Finance

South Africa’s missing R4 trillion

South Africa has experienced consistent underinvestment in infrastructure for the past three decades, which has led to several crises, such as load-shedding, logistics bottlenecks, and water shortages. 

Alongside these major crises, there has also been a steady decline in the quality of South Africa’s roads, bridges, and passenger rail. 

The country only has one piece of infrastructure that is classified as world-class by the South African Institution of Civil Engineering – the Gautrain. 

To reverse this decline, the country is looking to invest heavily in maintaining and upgrading its infrastructure in the coming years by tapping into the private sector’s capital and expertise. 

However, the country, due to its failure to invest in the past, now faces a R4 trillion funding gap. The government’s R1 trillion planned investment for the next three years is a start, but it is not enough. 

Stanlib head of fixed income private markets Johan Marnewick said this gap will be impossible to close without South Africa drawing on every available source of capital, from private markets to retirement funds and offshore investors. 

“The need is urgent. South Africa has experienced consistent underinvestment in infrastructure for three decades, with only a brief spike around the 2010 World Cup,” Marnewick said. 

“A structural constraint in the domestic financial system is that local capital markets are relatively shallow and concentrated compared to developed economies. Deepening capital markets is not merely a financial ambition but a developmental imperative.” 

Increased investment of this sort is vital for South Africa’s economy, with it being a key driver for sustained economic growth. 

Stanlib chief economist Kevin Lings has repeatedly warned that South Africa’s minor economic recovery is too narrow, with growth heavily dependent on consumer spending. 

Much of this is due to short-term cyclical factors, such as lower interest rates and early withdrawals from retirement funds under the two-pot system. 

This is unlikely to last and drive faster economic growth over the long run, as historically, sustained growth has come from increased investment in infrastructure, equipment, and machinery.

“The current investment level is mainly maintenance capex and kind of treading water, with companies waiting for a better environment,” Lings said. 

“Instead of deploying capital into growth or hiring, corporates are parking it in money market funds or call accounts.”

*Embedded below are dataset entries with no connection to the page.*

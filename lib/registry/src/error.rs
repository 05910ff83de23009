//! Error types for the registry crate.
//!
//! The variants mirror how the conversation layer has to react:
//! - `StoreUnavailable`: the store cannot be reached at all, retrying later may work
//! - `OperationFailed`: a specific read or write was rejected by the store
//! - `Unexpected`: the store answered with something we could not interpret

use std::fmt;

/// Errors from driver registry operations.
#[derive(Debug, Clone, PartialEq, Eq)]
pub enum RegistryError {
    /// The backing store is missing or unreachable.
    StoreUnavailable { reason: String },
    /// A read or write failed (constraint violation, dangling reference, SQL error).
    OperationFailed {
        operation: &'static str,
        reason: String,
    },
    /// Anything else, such as a row that could not be decoded.
    Unexpected {
        operation: &'static str,
        reason: String,
    },
}

impl RegistryError {
    /// Returns true if the store itself could not be reached.
    #[must_use]
    pub fn is_unavailable(&self) -> bool {
        matches!(self, Self::StoreUnavailable { .. })
    }
}

impl fmt::Display for RegistryError {
    fn fmt(&self, f: &mut fmt::Formatter<'_>) -> fmt::Result {
        match self {
            Self::StoreUnavailable { reason } => write!(f, "driver store unavailable: {reason}"),
            Self::OperationFailed { operation, reason } => {
                write!(f, "driver store {operation} failed: {reason}")
            }
            Self::Unexpected { operation, reason } => {
                write!(f, "unexpected driver store error during {operation}: {reason}")
            }
        }
    }
}

impl std::error::Error for RegistryError {}

#[cfg(test)]
mod tests {
    use super::*;

    #[test]
    fn unavailable_display() {
        let err = RegistryError::StoreUnavailable {
            reason: "no store at /tmp/missing.db".to_string(),
        };
        assert!(err.is_unavailable());
        assert!(err.to_string().contains("/tmp/missing.db"));
    }

    #[test]
    fn operation_failed_display() {
        let err = RegistryError::OperationFailed {
            operation: "create",
            reason: "UNIQUE constraint failed: drivers.dni".to_string(),
        };
        assert!(!err.is_unavailable());
        assert!(err.to_string().contains("create"));
        assert!(err.to_string().contains("drivers.dni"));
    }
}
//! Strongly-typed ID types for domain entities.
//!
//! Driver and arrival ids are assigned by the store (SQLite rowids), and
//! chat user ids come from the chat platform. All of them are 64-bit
//! integers underneath, wrapped so they cannot be mixed up.

use serde::{Deserialize, Serialize};
use std::fmt;
use std::str::FromStr;

/// Error returned when parsing an ID from a string fails.
#[derive(Debug, Clone, PartialEq, Eq)]
pub struct ParseIdError {
    /// The type of ID that failed to parse.
    pub id_type: &'static str,
    /// The reason for the parse failure.
    pub reason: String,
}

impl fmt::Display for ParseIdError {
    fn fmt(&self, f: &mut fmt::Formatter<'_>) -> fmt::Result {
        write!(f, "failed to parse {}: {}", self.id_type, self.reason)
    }
}

impl std::error::Error for ParseIdError {}

/// Macro to generate a strongly-typed ID wrapper around an `i64`.
macro_rules! define_id {
    ($(#[$meta:meta])* $name:ident, $prefix:expr) => {
        $(#[$meta])*
        #[derive(Debug, Clone, Copy, PartialEq, Eq, PartialOrd, Ord, Hash, Serialize, Deserialize)]
        #[serde(transparent)]
        pub struct $name(i64);

        impl $name {
            /// Wraps a raw integer id.
            #[must_use]
            pub const fn new(raw: i64) -> Self {
                Self(raw)
            }

            /// Returns the underlying integer.
            #[must_use]
            pub const fn get(&self) -> i64 {
                self.0
            }

            /// Returns the prefix used for display formatting.
            #[must_use]
            pub const fn prefix() -> &'static str {
                $prefix
            }
        }

        impl fmt::Display for $name {
            fn fmt(&self, f: &mut fmt::Formatter<'_>) -> fmt::Result {
                write!(f, "{}_{}", $prefix, self.0)
            }
        }

        impl FromStr for $name {
            type Err = ParseIdError;

            fn from_str(s: &str) -> Result<Self, Self::Err> {
                let prefix_with_underscore = concat!($prefix, "_");
                let raw = s.strip_prefix(prefix_with_underscore).unwrap_or(s);

                raw.parse::<i64>().map(Self).map_err(|e| ParseIdError {
                    id_type: stringify!($name),
                    reason: e.to_string(),
                })
            }
        }

        impl From<i64> for $name {
            fn from(raw: i64) -> Self {
                Self(raw)
            }
        }

        impl From<$name> for i64 {
            fn from(id: $name) -> Self {
                id.0
            }
        }
    };
}

define_id!(
    /// Identifier of a registered driver, assigned by the store.
    DriverId,
    "drv"
);

define_id!(
    /// Identifier of an arrival record, assigned by the store.
    ArrivalRecordId,
    "arr"
);

define_id!(
    /// Identity of a chat user as reported by the chat platform.
    ChatUserId,
    "usr"
);
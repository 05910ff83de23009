//! Minimal Telegram Bot API client.
//!
//! Only the two methods the bot needs are implemented: `getUpdates` for
//! long polling and `sendMessage` for replies. Requests go out as JSON
//! POSTs to `{api_url}/bot{token}/{method}`.

use crate::config::TelegramConfig;
use crate::error::TelegramError;
use gatehouse_core::ChatUserId;
use serde::de::DeserializeOwned;
use serde::{Deserialize, Serialize};
use std::time::Duration;
use tracing::{debug, instrument};

/// Extra time the HTTP client waits beyond the long-poll timeout.
const POLL_GRACE_SECONDS: u64 = 10;

/// Envelope of every Bot API response.
#[derive(Debug, Deserialize)]
struct ApiResponse<T> {
    ok: bool,
    result: Option<T>,
    description: Option<String>,
}

/// An incoming update. Only messages are requested.
#[derive(Debug, Clone, Deserialize)]
pub struct Update {
    pub update_id: i64,
    #[serde(default)]
    pub message: Option<Message>,
}

#[derive(Debug, Clone, Deserialize)]
pub struct Message {
    pub message_id: i64,
    pub chat: Chat,
    #[serde(default)]
    pub from: Option<User>,
    #[serde(default)]
    pub text: Option<String>,
}

#[derive(Debug, Clone, Deserialize)]
pub struct Chat {
    pub id: i64,
}

#[derive(Debug, Clone, Deserialize)]
pub struct User {
    pub id: i64,
}

/// A text message ready for the conversation engine.
#[derive(Debug, Clone, PartialEq, Eq)]
pub struct Incoming {
    /// Who sent it; sessions are keyed by this.
    pub user: ChatUserId,
    /// Where replies go.
    pub chat_id: i64,
    pub text: String,
}

impl Update {
    /// Extracts the text message, if this update carries one.
    #[must_use]
    pub fn into_incoming(self) -> Option<Incoming> {
        let message = self.message?;
        let text = message.text?;
        let sender = message.from.map_or(message.chat.id, |user| user.id);
        Some(Incoming {
            user: ChatUserId::new(sender),
            chat_id: message.chat.id,
            text,
        })
    }
}

#[derive(Debug, Serialize)]
struct GetUpdates<'a> {
    #[serde(skip_serializing_if = "Option::is_none")]
    offset: Option<i64>,
    timeout: u64,
    allowed_updates: &'a [&'a str],
}

#[derive(Debug, Serialize)]
struct SendMessage<'a> {
    chat_id: i64,
    text: &'a str,
}

/// Telegram Bot API client.
#[derive(Clone)]
pub struct TelegramClient {
    http: reqwest::Client,
    base_url: String,
    poll_timeout_seconds: u64,
}

impl TelegramClient {
    /// Creates a client from configuration.
    ///
    /// # Errors
    ///
    /// Returns an error if the HTTP client cannot be built.
    pub fn new(config: &TelegramConfig) -> Result<Self, TelegramError> {
        let http = reqwest::Client::builder()
            .timeout(Duration::from_secs(
                config.poll_timeout_seconds + POLL_GRACE_SECONDS,
            ))
            .build()
            .map_err(|e| TelegramError::Client {
                details: e.without_url().to_string(),
            })?;

        Ok(Self {
            http,
            base_url: format!(
                "{}/bot{}",
                config.api_url.trim_end_matches('/'),
                config.token
            ),
            poll_timeout_seconds: config.poll_timeout_seconds,
        })
    }

    /// Long-polls for updates after `offset`.
    #[instrument(skip(self))]
    pub async fn get_updates(&self, offset: Option<i64>) -> Result<Vec<Update>, TelegramError> {
        let updates: Vec<Update> = self
            .call(
                "getUpdates",
                &GetUpdates {
                    offset,
                    timeout: self.poll_timeout_seconds,
                    allowed_updates: &["message"],
                },
            )
            .await?;
        debug!(count = updates.len(), "received updates");
        Ok(updates)
    }

    /// Sends a plain text message to a chat.
    #[instrument(skip(self, text))]
    pub async fn send_message(&self, chat_id: i64, text: &str) -> Result<(), TelegramError> {
        let _sent: serde_json::Value = self
            .call("sendMessage", &SendMessage { chat_id, text })
            .await?;
        Ok(())
    }

    async fn call<P, T>(&self, method: &'static str, payload: &P) -> Result<T, TelegramError>
    where
        P: Serialize + Sync,
        T: DeserializeOwned,
    {
        // The URL carries the token, so it is stripped from every error.
        let response = self
            .http
            .post(format!("{}/{method}", self.base_url))
            .json(payload)
            .send()
            .await
            .map_err(|e| TelegramError::Request {
                method,
                details: e.without_url().to_string(),
            })?;

        let body = response.bytes().await.map_err(|e| TelegramError::Request {
            method,
            details: e.without_url().to_string(),
        })?;

        decode(method, &body)
    }
}

fn decode<T: DeserializeOwned>(method: &'static str, body: &[u8]) -> Result<T, TelegramError> {
    let envelope: ApiResponse<T> =
        serde_json::from_slice(body).map_err(|e| TelegramError::Decode {
            method,
            details: e.to_string(),
        })?;

    match envelope {
        ApiResponse {
            ok: true,
            result: Some(result),
            ..
        } => Ok(result),
        ApiResponse { ok: true, .. } => Err(TelegramError::Decode {
            method,
            details: "missing result".to_string(),
        }),
        ApiResponse { description, .. } => Err(TelegramError::Api {
            method,
            description: description.unwrap_or_else(|| "no description".to_string()),
        }),
    }
}

#[cfg(test)]
mod tests {
    use super::*;

    #[test]
    fn decodes_text_and_non_text_updates() {
        let body = br#"{
            "ok": true,
            "result": [
                {"update_id": 10, "message": {"message_id": 1, "date": 0,
                    "chat": {"id": 42, "type": "private"},
                    "from": {"id": 42, "is_bot": false, "first_name": "Juan"},
                    "text": "/start"}},
                {"update_id": 11, "message": {"message_id": 2, "date": 0,
                    "chat": {"id": 42, "type": "private"},
                    "from": {"id": 42, "is_bot": false, "first_name": "Juan"},
                    "sticker": {}}},
                {"update_id": 12, "edited_message": {}}
            ]
        }"#;
        let updates: Vec<Update> = decode("getUpdates", body).expect("decodes");
        assert_eq!(updates.len(), 3);

        let incoming: Vec<_> = updates
            .into_iter()
            .filter_map(Update::into_incoming)
            .collect();
        assert_eq!(
            incoming,
            vec![Incoming {
                user: ChatUserId::new(42),
                chat_id: 42,
                text: "/start".to_string(),
            }]
        );
    }

    #[test]
    fn sender_defaults_to_chat_when_from_is_missing() {
        let update = Update {
            update_id: 1,
            message: Some(Message {
                message_id: 1,
                chat: Chat { id: -100 },
                from: None,
                text: Some("hi".to_string()),
            }),
        };
        let incoming = update.into_incoming().expect("text message");
        assert_eq!(incoming.user, ChatUserId::new(-100));
    }

    #[test]
    fn api_errors_carry_description() {
        let body = br#"{"ok": false, "error_code": 401, "description": "Unauthorized"}"#;
        let err = decode::<Vec<Update>>("getUpdates", body).expect_err("rejected");
        assert_eq!(
            err,
            TelegramError::Api {
                method: "getUpdates",
                description: "Unauthorized".to_string(),
            }
        );
    }

    #[test]
    fn successful_send_decodes_into_any_value() {
        let body = br#"{"ok": true, "result": {"message_id": 7, "chat": {"id": 42}}}"#;
        let sent: serde_json::Value = decode("sendMessage", body).expect("decodes");
        assert_eq!(sent["message_id"], 7);
    }

    #[test]
    fn ok_without_result_is_a_decode_error() {
        let err = decode::<Vec<Update>>("getUpdates", br#"{"ok": true}"#).expect_err("no result");
        assert_eq!(
            err,
            TelegramError::Decode {
                method: "getUpdates",
                details: "missing result".to_string(),
            }
        );
    }

    #[test]
    fn garbage_is_a_decode_error() {
        let err = decode::<Vec<Update>>("getUpdates", b"<html>").expect_err("garbage");
        assert!(matches!(err, TelegramError::Decode { .. }));
    }

    #[test]
    fn base_url_tolerates_trailing_slash() {
        let client = TelegramClient::new(&TelegramConfig {
            token: "abc:def".to_string(),
            api_url: "http://localhost:8081/".to_string(),
            poll_timeout_seconds: 1,
        })
        .expect("client builds");
        assert_eq!(client.base_url, "http://localhost:8081/botabc:def");
    }
}
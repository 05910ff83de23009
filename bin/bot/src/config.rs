//! Centralized bot configuration.
//!
//! Configuration is loaded via the `config` crate from environment
//! variables, using `__` to separate nested keys (`SMTP__HOST`,
//! `STORE__PATH`, ...). A `.env` file is read first when one exists.
//!
//! See [`StoreConfig`] and [`SmtpConfig`] for the store and email settings.

use gatehouse_notify::SmtpConfig;
use gatehouse_registry::StoreConfig;
use serde::Deserialize;
use std::fmt;

/// Bot configuration composed from library configs.
#[derive(Debug, Deserialize)]
pub struct BotConfig {
    /// Driver store settings.
    pub store: StoreConfig,

    /// Outgoing email settings.
    pub smtp: SmtpConfig,

    /// Telegram Bot API settings.
    pub telegram: TelegramConfig,

    /// Upper bound on a single conversation turn, in seconds.
    #[serde(default = "default_turn_timeout_seconds")]
    pub turn_timeout_seconds: u64,
}

/// Telegram Bot API configuration.
#[derive(Clone, Deserialize)]
pub struct TelegramConfig {
    /// Bot access token issued by BotFather.
    pub token: String,

    /// Base URL of the Bot API.
    #[serde(default = "default_api_url")]
    pub api_url: String,

    /// Long-poll timeout passed to `getUpdates`, in seconds.
    #[serde(default = "default_poll_timeout_seconds")]
    pub poll_timeout_seconds: u64,
}

fn default_turn_timeout_seconds() -> u64 {
    30
}

fn default_api_url() -> String {
    "https://api.telegram.org".to_string()
}

fn default_poll_timeout_seconds() -> u64 {
    30
}

impl fmt::Debug for TelegramConfig {
    fn fmt(&self, f: &mut fmt::Formatter<'_>) -> fmt::Result {
        f.debug_struct("TelegramConfig")
            .field("token", &"[redacted]")
            .field("api_url", &self.api_url)
            .field("poll_timeout_seconds", &self.poll_timeout_seconds)
            .finish()
    }
}

impl BotConfig {
    /// Loads configuration from environment variables.
    ///
    /// # Errors
    ///
    /// Returns an error if required configuration is missing or invalid.
    pub fn from_env() -> Result<Self, config::ConfigError> {
        Self::load(environment())
    }

    fn load(source: config::Environment) -> Result<Self, config::ConfigError> {
        config::Config::builder()
            .add_source(source)
            .build()?
            .try_deserialize()
    }
}

fn environment() -> config::Environment {
    config::Environment::default()
        .separator("__")
        .try_parsing(true)
}

#[cfg(test)]
mod tests {
    use super::*;
    use gatehouse_notify::SmtpSecurity;

    fn load(vars: &[(&str, &str)]) -> Result<BotConfig, config::ConfigError> {
        let map = vars
            .iter()
            .map(|(key, value)| ((*key).to_string(), (*value).to_string()))
            .collect();
        BotConfig::load(environment().source(Some(map)))
    }

    const REQUIRED: &[(&str, &str)] = &[
        ("STORE__PATH", "/var/lib/gatehouse/drivers.db"),
        ("SMTP__USERNAME", "gate@example.com"),
        ("SMTP__PASSWORD", "hunter-two"),
        ("SMTP__RECIPIENT", "security@example.com"),
        ("TELEGRAM__TOKEN", "abc:def"),
    ];

    #[test]
    fn required_settings_with_defaults() {
        let config = load(REQUIRED).expect("config loads");

        assert_eq!(
            config.store.path,
            std::path::PathBuf::from("/var/lib/gatehouse/drivers.db")
        );
        assert_eq!(config.store.max_connections, 4);
        assert_eq!(config.smtp.host, "smtp.gmail.com");
        assert_eq!(config.smtp.port, 587);
        assert_eq!(config.smtp.security, SmtpSecurity::StartTls);
        assert_eq!(config.smtp.from, None);
        assert_eq!(config.telegram.api_url, "https://api.telegram.org");
        assert_eq!(config.telegram.poll_timeout_seconds, 30);
        assert_eq!(config.turn_timeout_seconds, 30);
    }

    #[test]
    fn overrides_are_parsed() {
        let mut vars = REQUIRED.to_vec();
        vars.extend([
            ("SMTP__HOST", "mail.example.com"),
            ("SMTP__PORT", "465"),
            ("SMTP__SECURITY", "implicit"),
            ("SMTP__FROM", "Gate <gate@example.com>"),
            ("TELEGRAM__POLL_TIMEOUT_SECONDS", "10"),
            ("TURN_TIMEOUT_SECONDS", "5"),
        ]);
        let config = load(&vars).expect("config loads");

        assert_eq!(config.smtp.host, "mail.example.com");
        assert_eq!(config.smtp.port, 465);
        assert_eq!(config.smtp.security, SmtpSecurity::Implicit);
        assert_eq!(config.smtp.from.as_deref(), Some("Gate <gate@example.com>"));
        assert_eq!(config.telegram.poll_timeout_seconds, 10);
        assert_eq!(config.turn_timeout_seconds, 5);
    }

    #[test]
    fn missing_token_is_an_error() {
        let vars: Vec<_> = REQUIRED
            .iter()
            .copied()
            .filter(|(key, _)| *key != "TELEGRAM__TOKEN")
            .collect();
        assert!(load(&vars).is_err());
    }

    #[test]
    fn debug_output_hides_secrets() {
        let config = load(REQUIRED).expect("config loads");
        let debug = format!("{config:?}");
        assert!(!debug.contains("abc:def"));
        assert!(!debug.contains("hunter-two"));
    }
}
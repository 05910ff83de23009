//! Arrival notifications for gatehouse.
//!
//! This crate provides:
//!
//! - **Notice**: the fixed-template message describing a completed check-in
//! - **Notifier**: the `ArrivalNotifier` capability used by the conversation engine
//! - **SMTP**: the production notifier that emails a single configured recipient

pub mod error;
pub mod notice;
pub mod notifier;
pub mod smtp;

pub use error::NotifyError;
pub use notice::ArrivalNotice;
pub use notifier::{ArrivalNotifier, RecordingNotifier};
pub use smtp::{SmtpArrivalNotifier, SmtpConfig, SmtpSecurity};
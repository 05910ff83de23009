//! Routing of polled messages into the conversation engine.
//!
//! A poll returns a batch of messages from any number of users. Each user's
//! messages are handled in the order they arrived, one turn at a time, even
//! across batches; different users are handled concurrently and the polling
//! loop never waits for a turn.

use crate::error::TelegramError;
use crate::telegram::{Incoming, TelegramClient};
use async_trait::async_trait;
use futures::future::join_all;
use gatehouse_conversation::{ConversationEngine, Input, SessionStore};
use gatehouse_core::ChatUserId;
use gatehouse_notify::ArrivalNotifier;
use gatehouse_registry::DriverRegistry;
use std::collections::HashMap;
use std::sync::Arc;
use std::time::Duration;
use tokio::task::JoinHandle;
use tracing::{debug, error, warn};

/// Sent when a turn does not finish within the turn timeout.
///
/// If the arrival was already recorded the session is gone, so the user is
/// pointed at the guard rather than told to resend.
pub const TIMEOUT_REPLY: &str = "Sorry, that took too long. Please check with the guard \
                                 whether your arrival was registered before sending your \
                                 answer again.";

/// Where replies are delivered.
#[async_trait]
pub trait ReplySink: Send + Sync {
    async fn send(&self, chat_id: i64, text: &str) -> Result<(), TelegramError>;
}

#[async_trait]
impl ReplySink for TelegramClient {
    async fn send(&self, chat_id: i64, text: &str) -> Result<(), TelegramError> {
        self.send_message(chat_id, text).await
    }
}

/// Splits a batch into per-user queues, keeping arrival order.
///
/// Queues are ordered by each user's first message in the batch. Slash
/// commands other than the entry command are dropped here.
#[must_use]
pub fn group_by_user(batch: Vec<Incoming>) -> Vec<Vec<Incoming>> {
    let mut queues: Vec<Vec<Incoming>> = Vec::new();
    for message in batch {
        if let Input::Command { name } = Input::parse(&message.text) {
            debug!(user = %message.user, command = %name, "ignoring unsupported command");
            continue;
        }
        match queues.iter_mut().find(|queue| queue[0].user == message.user) {
            Some(queue) => queue.push(message),
            None => queues.push(vec![message]),
        }
    }
    queues
}

/// Runs conversation turns off the polling loop.
///
/// Each user's queue runs in its own task. A new queue for a user waits for
/// that user's previous task, so one user's messages never overlap while
/// slow users do not hold up anyone else or the next poll.
pub struct Dispatcher<R, N, S, K> {
    engine: Arc<ConversationEngine<R, N, S>>,
    sink: Arc<K>,
    turn_timeout: Duration,
    in_flight: HashMap<ChatUserId, JoinHandle<()>>,
}

impl<R, N, S, K> Dispatcher<R, N, S, K>
where
    R: DriverRegistry + 'static,
    N: ArrivalNotifier + 'static,
    S: SessionStore + 'static,
    K: ReplySink + 'static,
{
    pub fn new(
        engine: Arc<ConversationEngine<R, N, S>>,
        sink: Arc<K>,
        turn_timeout: Duration,
    ) -> Self {
        Self {
            engine,
            sink,
            turn_timeout,
            in_flight: HashMap::new(),
        }
    }

    /// Number of users with turns still running.
    #[must_use]
    pub fn in_flight(&self) -> usize {
        self.in_flight.values().filter(|h| !h.is_finished()).count()
    }

    /// Schedules one polled batch without waiting for it.
    pub fn dispatch(&mut self, batch: Vec<Incoming>) {
        self.in_flight.retain(|_, handle| !handle.is_finished());

        for queue in group_by_user(batch) {
            let Some(user) = queue.first().map(|m| m.user) else {
                continue;
            };
            let previous = self.in_flight.remove(&user);
            let engine = Arc::clone(&self.engine);
            let sink = Arc::clone(&self.sink);
            let turn_timeout = self.turn_timeout;

            let handle = tokio::spawn(async move {
                if let Some(previous) = previous {
                    if let Err(e) = previous.await {
                        error!(user = %user, error = %e, "previous turns for user aborted");
                    }
                }
                run_queue(&engine, sink.as_ref(), queue, turn_timeout).await;
            });
            self.in_flight.insert(user, handle);
        }
    }

    /// Waits for every scheduled turn to finish.
    pub async fn drain(&mut self) {
        join_all(self.in_flight.drain().map(|(user, handle)| async move {
            if let Err(e) = handle.await {
                error!(user = %user, error = %e, "turns for user aborted");
            }
        }))
        .await;
    }
}

async fn run_queue<R, N, S, K>(
    engine: &ConversationEngine<R, N, S>,
    sink: &K,
    queue: Vec<Incoming>,
    turn_timeout: Duration,
) where
    R: DriverRegistry,
    N: ArrivalNotifier,
    S: SessionStore,
    K: ReplySink,
{
    for message in queue {
        let turn = engine.handle_message(message.user, &message.text);
        let text = match tokio::time::timeout(turn_timeout, turn).await {
            Ok(reply) => reply.text(),
            Err(_) => {
                warn!(
                    user = %message.user,
                    timeout_seconds = turn_timeout.as_secs(),
                    "turn timed out"
                );
                TIMEOUT_REPLY.to_string()
            }
        };

        if let Err(e) = sink.send(message.chat_id, &text).await {
            warn!(user = %message.user, error = %e, "failed to deliver reply");
        }
    }
}

#[cfg(test)]
mod tests {
    use super::*;
    use gatehouse_conversation::{InMemorySessionStore, Reply};
    use gatehouse_core::Dni;
    use gatehouse_notify::{ArrivalNotice, NotifyError, RecordingNotifier};
    use gatehouse_registry::{InMemoryDriverRegistry, NewDriver};
    use std::sync::Mutex;

    #[derive(Default)]
    struct RecordingSink {
        sent: Mutex<Vec<(i64, String)>>,
    }

    impl RecordingSink {
        fn sent_to(&self, chat_id: i64) -> Vec<String> {
            self.sent
                .lock()
                .expect("lock")
                .iter()
                .filter(|(id, _)| *id == chat_id)
                .map(|(_, text)| text.clone())
                .collect()
        }
    }

    #[async_trait]
    impl ReplySink for RecordingSink {
        async fn send(&self, chat_id: i64, text: &str) -> Result<(), TelegramError> {
            self.sent
                .lock()
                .expect("lock")
                .push((chat_id, text.to_string()));
            Ok(())
        }
    }

    /// Hangs on the first notice, succeeds afterwards.
    #[derive(Default)]
    struct StallingOnceNotifier {
        calls: Mutex<usize>,
    }

    #[async_trait]
    impl ArrivalNotifier for StallingOnceNotifier {
        async fn notify(&self, _notice: &ArrivalNotice) -> Result<(), NotifyError> {
            let first = {
                let mut calls = self.calls.lock().expect("lock");
                *calls += 1;
                *calls == 1
            };
            if first {
                std::future::pending::<()>().await;
            }
            Ok(())
        }
    }

    fn message(user: i64, text: &str) -> Incoming {
        Incoming {
            user: ChatUserId::new(user),
            chat_id: user,
            text: text.to_string(),
        }
    }

    fn registry() -> InMemoryDriverRegistry {
        InMemoryDriverRegistry::with_drivers([NewDriver::new(
            "Juan",
            Dni::parse("12345678").expect("valid dni"),
            "ABC123",
        )])
    }

    fn setup<N: ArrivalNotifier + 'static>(
        notifier: N,
        turn_timeout: Duration,
    ) -> (
        Dispatcher<InMemoryDriverRegistry, N, InMemorySessionStore, RecordingSink>,
        Arc<ConversationEngine<InMemoryDriverRegistry, N, InMemorySessionStore>>,
        Arc<RecordingSink>,
    ) {
        let engine = Arc::new(ConversationEngine::new(
            registry(),
            notifier,
            InMemorySessionStore::new(),
        ));
        let sink = Arc::new(RecordingSink::default());
        let dispatcher = Dispatcher::new(Arc::clone(&engine), Arc::clone(&sink), turn_timeout);
        (dispatcher, engine, sink)
    }

    #[test]
    fn grouping_keeps_per_user_order_and_drops_commands() {
        let queues = group_by_user(vec![
            message(1, "/start"),
            message(2, "/start"),
            message(1, "/help"),
            message(1, "1"),
            message(2, "2"),
        ]);

        let texts: Vec<Vec<&str>> = queues
            .iter()
            .map(|queue| queue.iter().map(|m| m.text.as_str()).collect())
            .collect();
        assert_eq!(texts, vec![vec!["/start", "1"], vec!["/start", "2"]]);
    }

    #[tokio::test]
    async fn batch_runs_each_users_messages_in_order() {
        let (mut dispatcher, engine, sink) =
            setup(RecordingNotifier::succeeding(), Duration::from_secs(5));

        dispatcher.dispatch(vec![
            message(1, "/start"),
            message(2, "/start"),
            message(1, "1"),
            message(2, "2"),
            message(1, "12345678"),
        ]);
        dispatcher.drain().await;

        assert_eq!(
            sink.sent_to(1),
            vec![
                Reply::Welcome.text(),
                Reply::AskDni.text(),
                Reply::CheckedIn {
                    name: "Juan".to_string()
                }
                .text(),
            ]
        );
        assert_eq!(
            sink.sent_to(2),
            vec![Reply::Welcome.text(), Reply::Farewell.text()]
        );
        assert_eq!(engine.registry().arrivals().len(), 1);
        assert_eq!(engine.sessions().active_sessions(), 0);
        assert_eq!(dispatcher.in_flight(), 0);
    }

    #[tokio::test]
    async fn later_batches_wait_for_the_same_users_earlier_turns() {
        let (mut dispatcher, engine, sink) =
            setup(RecordingNotifier::succeeding(), Duration::from_secs(5));

        dispatcher.dispatch(vec![message(1, "/start"), message(1, "1")]);
        dispatcher.dispatch(vec![message(1, "12345678")]);
        dispatcher.drain().await;

        assert_eq!(
            sink.sent_to(1),
            vec![
                Reply::Welcome.text(),
                Reply::AskDni.text(),
                Reply::CheckedIn {
                    name: "Juan".to_string()
                }
                .text(),
            ]
        );
        assert_eq!(engine.registry().arrivals().len(), 1);
    }

    #[tokio::test]
    async fn timed_out_check_in_is_not_recorded_twice() {
        let (mut dispatcher, engine, sink) =
            setup(StallingOnceNotifier::default(), Duration::from_millis(20));

        dispatcher.dispatch(vec![
            message(1, "/start"),
            message(1, "1"),
            message(1, "12345678"),
            message(2, "/start"),
            message(2, "2"),
        ]);
        dispatcher.drain().await;
        dispatcher.dispatch(vec![message(1, "12345678")]);
        dispatcher.drain().await;

        assert_eq!(
            sink.sent_to(1),
            vec![
                Reply::Welcome.text(),
                Reply::AskDni.text(),
                TIMEOUT_REPLY.to_string(),
                Reply::InvalidInput.text(),
            ]
        );
        assert_eq!(
            sink.sent_to(2),
            vec![Reply::Welcome.text(), Reply::Farewell.text()]
        );
        assert_eq!(engine.registry().arrivals().len(), 1);
    }
}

Lings has explained that this is largely a function of declining confidence from corporates in the South African economy.

Infrastructure myths 

The good news is that infrastructure is becoming an increasingly attractive investment, with the private sector becoming a much larger player in recent years. 

“There is a false, lingering perception that infrastructure is primarily a public-sector responsibility and somehow not commercially investable,” Marnewick said.  

“In fact, investments into infrastructure equity and debt provide an alternative asset class that generates stable, long-term returns and suits patient investors.” 

Marnewick explained that revised Regulation 28 limits and blended finance models make it possible for retirement funds to participate meaningfully in infrastructure projects without sacrificing returns or governance standards. 

This opens up a significant pool of capital to invest in local infrastructure projects, enabling the country to ensure a larger share of its development is domestically funded. 

Investment in infrastructure has historically been seen as too risky and illiquid for investors to participate, with it requiring a long-term horizon and tight agreements to ensure investors get a return. 

This ignores the fact that structured solutions and private credit strategies are already mitigating these concerns, Marnewick said.

“By their nature, infrastructure investments are intended to provide long-term value enhancement that is most often unlocked at the expense of easy liquidity,” he said. 

“However, illiquidity is partly mitigated by investing in structured funds with sufficient scale and a mix of assets that are in different life stages.”

The more mature assets in the fund will already be generating a steady dividend flow, while new projects in the pipeline or under construction will take a few years to achieve those same outcomes.

Pure equity investors typically take an active, long-term governance role, while credit provides the scale of funding required to make projects viable. 

In many renewable energy projects, equity may account for only 10% to 20% of the capital stack. Debt provides by far the larger portion. 

With meaningful reform and essential, clear frameworks for private participation, water infrastructure may be the next viable investment opportunity. 

“By directing capital into real assets that provide essential services to the economy, infrastructure investment becomes far more significant than a financial exercise – it becomes tangible nation-building,” Marnewick said.